A priori, compreende-se a existência da problemática nos centros estudantis, uma vez que a insuficiência na diferenciação da fala e escrita ocorre. Nesse contexto, observa-se a propagação nas escolas do mito que a maneira correta de falar é norma culta, o que acaba gerando o aumento dessa disparidade social. Consoante disso, Michel Foucault, filósofo francês, explica, por meio da teoria da microfísica, que o poder exercido equivocadamente se torna dominação. Nesse viés, infere-se que a falsa ideia de correto acaba fortalecendo as camadas dominantes, ditas como elitizadas e intelectuais, ratificando a querela social.

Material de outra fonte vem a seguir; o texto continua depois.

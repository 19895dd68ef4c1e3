use std::time::Duration;

use async_trait::async_trait;

use crate::errors::{PilotError, PilotResult};
use crate::llm::provider::{ModelRequest, VisionModel};
use crate::llm::types::{
    OllamaChatRequest, OllamaChatResponse, OllamaMessage, OllamaOptions, OllamaTags,
};

/// Local Ollama server speaking `/api/chat`.
pub struct OllamaProvider {
    id: String,
    api_base: String,
    model: String,
    temperature: Option<f64>,
    max_tokens: Option<u32>,
    client: reqwest::Client,
}

impl OllamaProvider {
    pub fn new(
        id: String,
        api_base: String,
        model: String,
        temperature: Option<f64>,
        max_tokens: Option<u32>,
        timeout: Duration,
    ) -> PilotResult<Self> {
        let client = reqwest::Client::builder().timeout(timeout).build()?;
        Ok(Self {
            id,
            api_base: api_base.trim_end_matches('/').to_string(),
            model,
            temperature,
            max_tokens,
            client,
        })
    }

    pub fn build_request(&self, request: &ModelRequest<'_>) -> OllamaChatRequest {
        let mut messages = Vec::with_capacity(request.history.len() * 2 + 2);
        if !request.system_prompt.is_empty() {
            messages.push(OllamaMessage {
                role: "system".into(),
                content: request.system_prompt.to_string(),
                images: None,
            });
        }
        for turn in request.history {
            messages.push(OllamaMessage {
                role: "user".into(),
                content: turn.instruction.clone(),
                images: None,
            });
            messages.push(OllamaMessage {
                role: "assistant".into(),
                content: turn.response.clone(),
                images: None,
            });
        }
        messages.push(OllamaMessage {
            role: "user".into(),
            content: request.instruction.to_string(),
            images: Some(vec![request.image_base64.to_string()]),
        });

        let options = (self.temperature.is_some() || self.max_tokens.is_some()).then_some(
            OllamaOptions {
                temperature: self.temperature,
                num_predict: self.max_tokens,
            },
        );

        OllamaChatRequest {
            model: self.model.clone(),
            messages,
            stream: false,
            options,
        }
    }

    async fn tags(&self, timeout: Duration) -> PilotResult<OllamaTags> {
        let response = self
            .client
            .get(format!("{}/api/tags", self.api_base))
            .timeout(timeout)
            .send()
            .await?;
        if !response.status().is_success() {
            return Err(PilotError::LlmProvider(format!(
                "{} answered {}",
                self.api_base,
                response.status()
            )));
        }
        Ok(response.json().await?)
    }
}

#[async_trait]
impl VisionModel for OllamaProvider {
    fn name(&self) -> &str {
        &self.id
    }

    fn model(&self) -> &str {
        &self.model
    }

    async fn ping(&self) -> PilotResult<()> {
        self.tags(Duration::from_secs(5)).await.map(|_| ())
    }

    async fn list_models(&self) -> PilotResult<Vec<String>> {
        let tags = self.tags(Duration::from_secs(10)).await?;
        Ok(tags.models.into_iter().map(|m| m.name).collect())
    }

    async fn chat_with_image(&self, request: ModelRequest<'_>) -> PilotResult<String> {
        let body = self.build_request(&request);
        tracing::debug!(
            provider = %self.id,
            model = %self.model,
            history = request.history.len(),
            "sending Ollama chat request"
        );

        let response = self
            .client
            .post(format!("{}/api/chat", self.api_base))
            .json(&body)
            .send()
            .await?;

        if !response.status().is_success() {
            let status = response.status();
            let err_body = response.text().await.unwrap_or_default();
            return Err(PilotError::LlmProvider(format!("{status}: {err_body}")));
        }

        let parsed: OllamaChatResponse = response.json().await?;
        let content = parsed.message.map(|m| m.content).unwrap_or_default();
        tracing::info!(content_len = content.len(), "Ollama response received");
        Ok(content)
    }
}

A posteriori, vale citar que a estereotipização da mídia contribui para a discriminação de diversos grupos sociais. A título de exemplo, tem-se a minissérie da Globo “Gabriela” que retrata o sertão baiano em que os personagens populares falam com suas determinadas variações regionais, colaborando para a ideia supracitada. Desse modo, vê-se que a aquarela brasileira multicaracterística tornou-se um lugar onde a busca pelo progresso convive, paralelamente, com o subjugo dos indivíduos que não se expressam pela norma culta
São imprescidíveis, portanto, ações exequíveis para combater o preconceito linguístico no Brasil. Para tal, cabe às escolas, como centros formadores de púberes críticos, promoverem a discussão acerca da importância de valorizar as diversas variantes linguística diatópicas, por meio de palestras, as quais serão ministradas por antropólogos, com o fito de mitigar a discriminação ao modo de falar dos grupos sociais. Ademais, é fundamental que mídia modifique o conteúdo que deprecie a maneira de expressar dos inúmeros cidadãos, por intermédio de documentários que mostrem o respeito à variação linguística, afim de erradicar a visão esterotipada. Assim, a nação brasileira afastar-se-á do panorama exposto no período colonial.